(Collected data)
• • •
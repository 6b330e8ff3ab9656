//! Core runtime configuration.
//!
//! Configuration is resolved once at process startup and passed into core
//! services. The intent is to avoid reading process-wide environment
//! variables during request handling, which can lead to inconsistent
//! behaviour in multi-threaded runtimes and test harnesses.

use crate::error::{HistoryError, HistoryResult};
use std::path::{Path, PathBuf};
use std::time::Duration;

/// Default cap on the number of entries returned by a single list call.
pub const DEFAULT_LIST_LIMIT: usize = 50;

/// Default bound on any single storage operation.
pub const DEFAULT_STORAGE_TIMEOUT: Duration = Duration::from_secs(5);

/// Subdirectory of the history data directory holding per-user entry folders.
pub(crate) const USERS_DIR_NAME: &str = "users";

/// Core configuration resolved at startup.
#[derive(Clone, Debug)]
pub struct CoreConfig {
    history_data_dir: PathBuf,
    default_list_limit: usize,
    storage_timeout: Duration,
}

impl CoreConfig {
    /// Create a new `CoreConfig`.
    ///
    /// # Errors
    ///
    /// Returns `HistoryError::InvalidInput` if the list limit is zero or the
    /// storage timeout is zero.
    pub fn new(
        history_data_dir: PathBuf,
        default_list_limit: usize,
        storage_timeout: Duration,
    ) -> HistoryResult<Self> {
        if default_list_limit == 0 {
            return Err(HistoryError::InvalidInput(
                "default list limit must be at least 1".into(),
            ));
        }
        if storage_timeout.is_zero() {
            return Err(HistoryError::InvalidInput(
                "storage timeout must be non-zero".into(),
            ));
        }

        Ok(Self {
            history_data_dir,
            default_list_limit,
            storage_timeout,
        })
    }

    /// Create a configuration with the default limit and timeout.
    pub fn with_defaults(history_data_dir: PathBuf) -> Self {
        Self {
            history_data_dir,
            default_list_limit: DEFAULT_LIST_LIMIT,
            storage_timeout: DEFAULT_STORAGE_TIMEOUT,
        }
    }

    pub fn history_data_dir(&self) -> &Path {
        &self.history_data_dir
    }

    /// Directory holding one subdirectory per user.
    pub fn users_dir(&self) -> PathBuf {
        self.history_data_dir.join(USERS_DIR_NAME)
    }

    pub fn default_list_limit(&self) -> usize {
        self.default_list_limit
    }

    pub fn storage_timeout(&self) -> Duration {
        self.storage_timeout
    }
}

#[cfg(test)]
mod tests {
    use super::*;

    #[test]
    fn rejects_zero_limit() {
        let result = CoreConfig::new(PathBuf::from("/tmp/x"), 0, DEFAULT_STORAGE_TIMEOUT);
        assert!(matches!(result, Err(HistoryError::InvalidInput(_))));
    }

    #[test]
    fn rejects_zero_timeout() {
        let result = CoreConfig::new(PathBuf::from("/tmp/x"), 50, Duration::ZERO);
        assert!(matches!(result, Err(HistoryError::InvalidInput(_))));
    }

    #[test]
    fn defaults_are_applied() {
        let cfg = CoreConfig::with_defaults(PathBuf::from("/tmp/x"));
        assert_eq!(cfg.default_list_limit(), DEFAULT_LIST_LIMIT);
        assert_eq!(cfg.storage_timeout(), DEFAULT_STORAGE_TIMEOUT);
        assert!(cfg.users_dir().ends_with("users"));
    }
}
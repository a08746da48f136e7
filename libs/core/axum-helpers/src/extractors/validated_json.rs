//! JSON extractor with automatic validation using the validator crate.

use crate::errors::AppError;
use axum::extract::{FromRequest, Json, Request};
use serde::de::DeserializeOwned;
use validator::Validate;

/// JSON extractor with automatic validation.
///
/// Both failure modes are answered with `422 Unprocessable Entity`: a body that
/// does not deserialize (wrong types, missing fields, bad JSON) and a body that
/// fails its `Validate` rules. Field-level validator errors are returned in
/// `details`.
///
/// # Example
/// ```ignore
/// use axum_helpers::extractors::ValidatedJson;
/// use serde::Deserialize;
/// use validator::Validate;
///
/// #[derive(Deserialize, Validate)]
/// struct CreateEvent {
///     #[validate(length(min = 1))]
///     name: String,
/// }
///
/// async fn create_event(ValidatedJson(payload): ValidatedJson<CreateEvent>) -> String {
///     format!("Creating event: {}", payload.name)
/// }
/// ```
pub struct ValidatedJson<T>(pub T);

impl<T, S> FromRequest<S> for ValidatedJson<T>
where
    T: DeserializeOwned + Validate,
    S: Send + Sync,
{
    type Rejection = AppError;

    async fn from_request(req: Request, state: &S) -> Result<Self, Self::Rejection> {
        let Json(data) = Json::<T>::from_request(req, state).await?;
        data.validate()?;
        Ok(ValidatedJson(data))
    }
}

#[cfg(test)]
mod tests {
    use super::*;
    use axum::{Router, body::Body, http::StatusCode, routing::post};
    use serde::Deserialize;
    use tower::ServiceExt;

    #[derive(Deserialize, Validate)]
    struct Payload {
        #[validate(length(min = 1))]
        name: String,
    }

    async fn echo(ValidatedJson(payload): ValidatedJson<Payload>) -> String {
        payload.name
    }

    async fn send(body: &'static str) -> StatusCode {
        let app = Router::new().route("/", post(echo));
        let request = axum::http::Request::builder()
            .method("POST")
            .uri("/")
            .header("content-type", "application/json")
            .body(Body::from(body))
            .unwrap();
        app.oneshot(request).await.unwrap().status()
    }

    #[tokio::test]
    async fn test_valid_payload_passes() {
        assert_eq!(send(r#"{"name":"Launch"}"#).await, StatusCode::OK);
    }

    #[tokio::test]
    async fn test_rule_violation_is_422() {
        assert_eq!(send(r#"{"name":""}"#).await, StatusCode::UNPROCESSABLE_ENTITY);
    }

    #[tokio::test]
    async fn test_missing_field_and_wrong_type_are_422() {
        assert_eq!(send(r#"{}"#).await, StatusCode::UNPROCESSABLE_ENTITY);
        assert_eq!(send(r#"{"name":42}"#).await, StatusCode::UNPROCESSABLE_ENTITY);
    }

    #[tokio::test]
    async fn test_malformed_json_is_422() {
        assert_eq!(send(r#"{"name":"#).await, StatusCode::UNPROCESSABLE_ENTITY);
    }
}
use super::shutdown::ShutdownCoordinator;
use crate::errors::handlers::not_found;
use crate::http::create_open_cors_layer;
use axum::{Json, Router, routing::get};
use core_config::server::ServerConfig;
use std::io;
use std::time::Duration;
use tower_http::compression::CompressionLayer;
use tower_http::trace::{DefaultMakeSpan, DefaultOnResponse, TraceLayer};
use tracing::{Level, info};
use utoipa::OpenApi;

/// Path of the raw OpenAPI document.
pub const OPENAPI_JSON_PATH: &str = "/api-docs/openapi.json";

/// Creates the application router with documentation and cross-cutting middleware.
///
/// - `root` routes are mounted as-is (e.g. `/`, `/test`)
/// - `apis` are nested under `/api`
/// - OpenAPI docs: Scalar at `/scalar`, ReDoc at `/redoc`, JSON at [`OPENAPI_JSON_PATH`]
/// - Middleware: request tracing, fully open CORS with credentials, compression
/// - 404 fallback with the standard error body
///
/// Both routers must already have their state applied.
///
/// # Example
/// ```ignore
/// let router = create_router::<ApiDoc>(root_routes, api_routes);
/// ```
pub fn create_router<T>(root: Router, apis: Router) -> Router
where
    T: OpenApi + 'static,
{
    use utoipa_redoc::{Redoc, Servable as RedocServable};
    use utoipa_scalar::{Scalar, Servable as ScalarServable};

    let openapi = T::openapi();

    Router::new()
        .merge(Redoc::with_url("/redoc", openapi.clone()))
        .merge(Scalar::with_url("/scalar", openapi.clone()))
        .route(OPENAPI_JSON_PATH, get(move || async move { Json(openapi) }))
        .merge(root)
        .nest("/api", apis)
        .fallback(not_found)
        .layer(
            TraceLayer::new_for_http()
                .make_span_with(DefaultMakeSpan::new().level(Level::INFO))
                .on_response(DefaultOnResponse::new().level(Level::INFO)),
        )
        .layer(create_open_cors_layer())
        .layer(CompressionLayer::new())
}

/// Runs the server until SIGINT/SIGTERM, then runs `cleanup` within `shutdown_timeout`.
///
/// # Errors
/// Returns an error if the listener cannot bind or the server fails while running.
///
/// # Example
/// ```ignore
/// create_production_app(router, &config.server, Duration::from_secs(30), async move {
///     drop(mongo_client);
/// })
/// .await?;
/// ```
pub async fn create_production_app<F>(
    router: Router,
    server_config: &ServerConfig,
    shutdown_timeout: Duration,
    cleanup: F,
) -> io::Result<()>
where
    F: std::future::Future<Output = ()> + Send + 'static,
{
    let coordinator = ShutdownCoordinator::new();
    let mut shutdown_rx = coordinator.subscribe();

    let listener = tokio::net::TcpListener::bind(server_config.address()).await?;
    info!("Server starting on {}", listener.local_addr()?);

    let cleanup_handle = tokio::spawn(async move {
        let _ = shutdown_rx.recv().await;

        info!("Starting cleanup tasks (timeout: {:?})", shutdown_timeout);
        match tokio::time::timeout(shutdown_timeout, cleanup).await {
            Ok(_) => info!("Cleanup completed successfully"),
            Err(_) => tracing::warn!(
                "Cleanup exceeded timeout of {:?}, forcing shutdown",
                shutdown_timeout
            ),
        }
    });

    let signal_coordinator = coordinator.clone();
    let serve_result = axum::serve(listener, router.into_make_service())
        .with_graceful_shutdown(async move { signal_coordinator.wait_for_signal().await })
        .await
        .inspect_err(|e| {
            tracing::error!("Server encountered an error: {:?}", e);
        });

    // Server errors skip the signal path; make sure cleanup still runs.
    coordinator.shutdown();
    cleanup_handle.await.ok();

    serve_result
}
• • •
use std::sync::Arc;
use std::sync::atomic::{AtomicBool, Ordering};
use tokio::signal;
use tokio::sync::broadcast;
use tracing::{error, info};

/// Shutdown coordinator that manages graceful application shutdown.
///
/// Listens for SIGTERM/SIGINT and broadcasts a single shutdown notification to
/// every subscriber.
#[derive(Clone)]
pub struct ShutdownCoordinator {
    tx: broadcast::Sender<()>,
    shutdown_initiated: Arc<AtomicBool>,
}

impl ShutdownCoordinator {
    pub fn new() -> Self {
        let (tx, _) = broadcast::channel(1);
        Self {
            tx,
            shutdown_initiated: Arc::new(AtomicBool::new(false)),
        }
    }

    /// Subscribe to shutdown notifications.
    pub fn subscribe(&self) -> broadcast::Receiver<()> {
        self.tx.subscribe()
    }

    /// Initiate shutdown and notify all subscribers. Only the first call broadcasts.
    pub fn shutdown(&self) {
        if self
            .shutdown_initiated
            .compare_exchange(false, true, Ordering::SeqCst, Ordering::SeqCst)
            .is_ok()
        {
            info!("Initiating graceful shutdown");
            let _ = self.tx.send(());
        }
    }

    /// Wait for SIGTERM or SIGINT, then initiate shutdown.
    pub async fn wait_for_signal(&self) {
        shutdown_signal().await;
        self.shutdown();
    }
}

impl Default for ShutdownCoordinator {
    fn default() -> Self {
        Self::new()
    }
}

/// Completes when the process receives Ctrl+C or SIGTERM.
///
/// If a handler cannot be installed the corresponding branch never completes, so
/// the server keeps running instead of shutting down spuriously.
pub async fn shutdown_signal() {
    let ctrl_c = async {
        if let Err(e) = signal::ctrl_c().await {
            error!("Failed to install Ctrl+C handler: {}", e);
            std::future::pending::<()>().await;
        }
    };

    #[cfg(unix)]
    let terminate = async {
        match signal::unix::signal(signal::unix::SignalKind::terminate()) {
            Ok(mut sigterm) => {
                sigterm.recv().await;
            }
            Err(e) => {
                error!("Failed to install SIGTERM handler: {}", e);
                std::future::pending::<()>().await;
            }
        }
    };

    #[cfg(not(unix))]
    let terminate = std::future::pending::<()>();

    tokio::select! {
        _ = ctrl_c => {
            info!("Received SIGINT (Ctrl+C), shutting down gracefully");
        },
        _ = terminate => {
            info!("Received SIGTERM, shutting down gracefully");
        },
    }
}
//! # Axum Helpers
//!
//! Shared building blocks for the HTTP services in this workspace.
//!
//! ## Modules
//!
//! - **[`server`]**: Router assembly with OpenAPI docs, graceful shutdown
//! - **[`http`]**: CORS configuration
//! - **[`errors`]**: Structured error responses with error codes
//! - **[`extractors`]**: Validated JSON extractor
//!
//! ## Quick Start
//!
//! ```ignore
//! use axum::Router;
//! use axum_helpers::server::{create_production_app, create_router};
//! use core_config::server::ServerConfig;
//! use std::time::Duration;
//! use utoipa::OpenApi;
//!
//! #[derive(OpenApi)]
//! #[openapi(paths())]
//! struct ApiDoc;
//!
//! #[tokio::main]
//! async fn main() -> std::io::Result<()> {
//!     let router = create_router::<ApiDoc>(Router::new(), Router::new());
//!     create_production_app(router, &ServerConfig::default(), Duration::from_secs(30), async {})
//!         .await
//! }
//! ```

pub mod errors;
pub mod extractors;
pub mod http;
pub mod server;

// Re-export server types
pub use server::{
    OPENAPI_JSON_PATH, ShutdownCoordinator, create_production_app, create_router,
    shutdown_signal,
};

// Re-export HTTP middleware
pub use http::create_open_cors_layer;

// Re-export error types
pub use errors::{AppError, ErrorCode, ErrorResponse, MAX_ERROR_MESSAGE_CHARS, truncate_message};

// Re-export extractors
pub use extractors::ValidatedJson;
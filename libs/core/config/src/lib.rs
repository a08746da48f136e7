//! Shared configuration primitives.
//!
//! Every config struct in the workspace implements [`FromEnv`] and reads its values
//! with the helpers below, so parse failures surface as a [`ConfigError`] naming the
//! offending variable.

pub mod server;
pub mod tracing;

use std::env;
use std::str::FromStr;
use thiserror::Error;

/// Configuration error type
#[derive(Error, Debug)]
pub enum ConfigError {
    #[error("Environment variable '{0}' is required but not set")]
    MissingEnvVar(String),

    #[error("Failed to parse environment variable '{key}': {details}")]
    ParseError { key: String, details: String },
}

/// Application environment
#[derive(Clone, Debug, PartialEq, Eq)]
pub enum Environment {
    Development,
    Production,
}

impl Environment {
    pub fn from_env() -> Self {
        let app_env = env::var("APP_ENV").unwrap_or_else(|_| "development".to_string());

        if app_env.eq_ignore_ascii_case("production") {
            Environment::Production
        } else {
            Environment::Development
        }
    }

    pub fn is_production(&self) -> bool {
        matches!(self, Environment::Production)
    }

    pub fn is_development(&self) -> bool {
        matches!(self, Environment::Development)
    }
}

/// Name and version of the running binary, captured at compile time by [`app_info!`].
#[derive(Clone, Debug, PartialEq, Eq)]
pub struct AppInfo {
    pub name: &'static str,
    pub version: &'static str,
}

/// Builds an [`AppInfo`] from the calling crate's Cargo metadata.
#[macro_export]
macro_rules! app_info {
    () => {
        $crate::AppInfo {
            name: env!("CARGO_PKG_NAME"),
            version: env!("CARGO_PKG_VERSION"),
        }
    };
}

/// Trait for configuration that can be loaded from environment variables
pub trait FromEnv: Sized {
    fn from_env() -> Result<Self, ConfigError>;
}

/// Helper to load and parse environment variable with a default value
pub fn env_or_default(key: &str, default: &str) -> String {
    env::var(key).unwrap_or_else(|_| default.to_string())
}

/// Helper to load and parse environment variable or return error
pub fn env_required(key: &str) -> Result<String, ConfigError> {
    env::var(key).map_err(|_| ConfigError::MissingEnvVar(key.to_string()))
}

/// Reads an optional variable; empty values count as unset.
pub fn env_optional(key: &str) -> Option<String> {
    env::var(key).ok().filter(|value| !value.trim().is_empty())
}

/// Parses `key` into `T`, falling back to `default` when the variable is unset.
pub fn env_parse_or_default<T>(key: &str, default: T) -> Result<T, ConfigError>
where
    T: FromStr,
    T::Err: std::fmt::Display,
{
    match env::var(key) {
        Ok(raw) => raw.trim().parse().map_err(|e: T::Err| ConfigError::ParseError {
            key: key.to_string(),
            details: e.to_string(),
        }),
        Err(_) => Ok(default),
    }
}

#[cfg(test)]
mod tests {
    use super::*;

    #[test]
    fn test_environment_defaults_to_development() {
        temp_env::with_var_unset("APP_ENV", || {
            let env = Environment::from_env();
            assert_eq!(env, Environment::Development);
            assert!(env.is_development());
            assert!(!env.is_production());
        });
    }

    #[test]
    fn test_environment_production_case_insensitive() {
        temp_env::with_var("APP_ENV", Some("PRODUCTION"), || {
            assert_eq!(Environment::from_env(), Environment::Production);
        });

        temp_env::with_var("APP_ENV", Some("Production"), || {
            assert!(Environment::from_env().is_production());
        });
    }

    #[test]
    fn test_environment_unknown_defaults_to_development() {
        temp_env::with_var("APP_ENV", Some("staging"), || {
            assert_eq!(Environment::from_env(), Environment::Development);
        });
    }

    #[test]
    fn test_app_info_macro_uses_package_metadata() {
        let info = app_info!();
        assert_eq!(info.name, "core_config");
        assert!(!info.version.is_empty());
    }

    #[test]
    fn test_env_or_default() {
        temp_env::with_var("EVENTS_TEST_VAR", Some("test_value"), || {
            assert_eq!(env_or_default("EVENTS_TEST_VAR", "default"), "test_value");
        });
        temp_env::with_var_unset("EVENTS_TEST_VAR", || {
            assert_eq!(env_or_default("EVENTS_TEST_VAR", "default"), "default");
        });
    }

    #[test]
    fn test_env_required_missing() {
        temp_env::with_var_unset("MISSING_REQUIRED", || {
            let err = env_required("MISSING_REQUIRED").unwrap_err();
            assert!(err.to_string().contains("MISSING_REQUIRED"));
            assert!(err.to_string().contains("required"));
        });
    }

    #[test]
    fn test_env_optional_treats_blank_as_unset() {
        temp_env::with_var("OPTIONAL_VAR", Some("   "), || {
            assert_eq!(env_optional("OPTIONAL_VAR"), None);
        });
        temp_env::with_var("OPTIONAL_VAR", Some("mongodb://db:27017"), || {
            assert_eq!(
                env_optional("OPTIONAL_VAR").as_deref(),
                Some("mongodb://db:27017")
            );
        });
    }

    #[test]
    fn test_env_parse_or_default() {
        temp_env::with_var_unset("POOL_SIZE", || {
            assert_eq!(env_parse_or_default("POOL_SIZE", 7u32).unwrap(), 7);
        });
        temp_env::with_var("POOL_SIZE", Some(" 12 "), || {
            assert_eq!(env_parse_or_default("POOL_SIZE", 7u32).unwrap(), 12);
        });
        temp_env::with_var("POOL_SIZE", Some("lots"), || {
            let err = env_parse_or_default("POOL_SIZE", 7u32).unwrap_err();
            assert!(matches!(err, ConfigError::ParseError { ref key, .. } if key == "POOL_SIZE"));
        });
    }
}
• • •
WHAT YOU ARE ASKED TO DO: Where does the word "DeserializeOwned" appear in the records? Copy every line that holds it.

ANSWER SPACE:
use serde::de::DeserializeOwned;
    T: DeserializeOwned + Validate,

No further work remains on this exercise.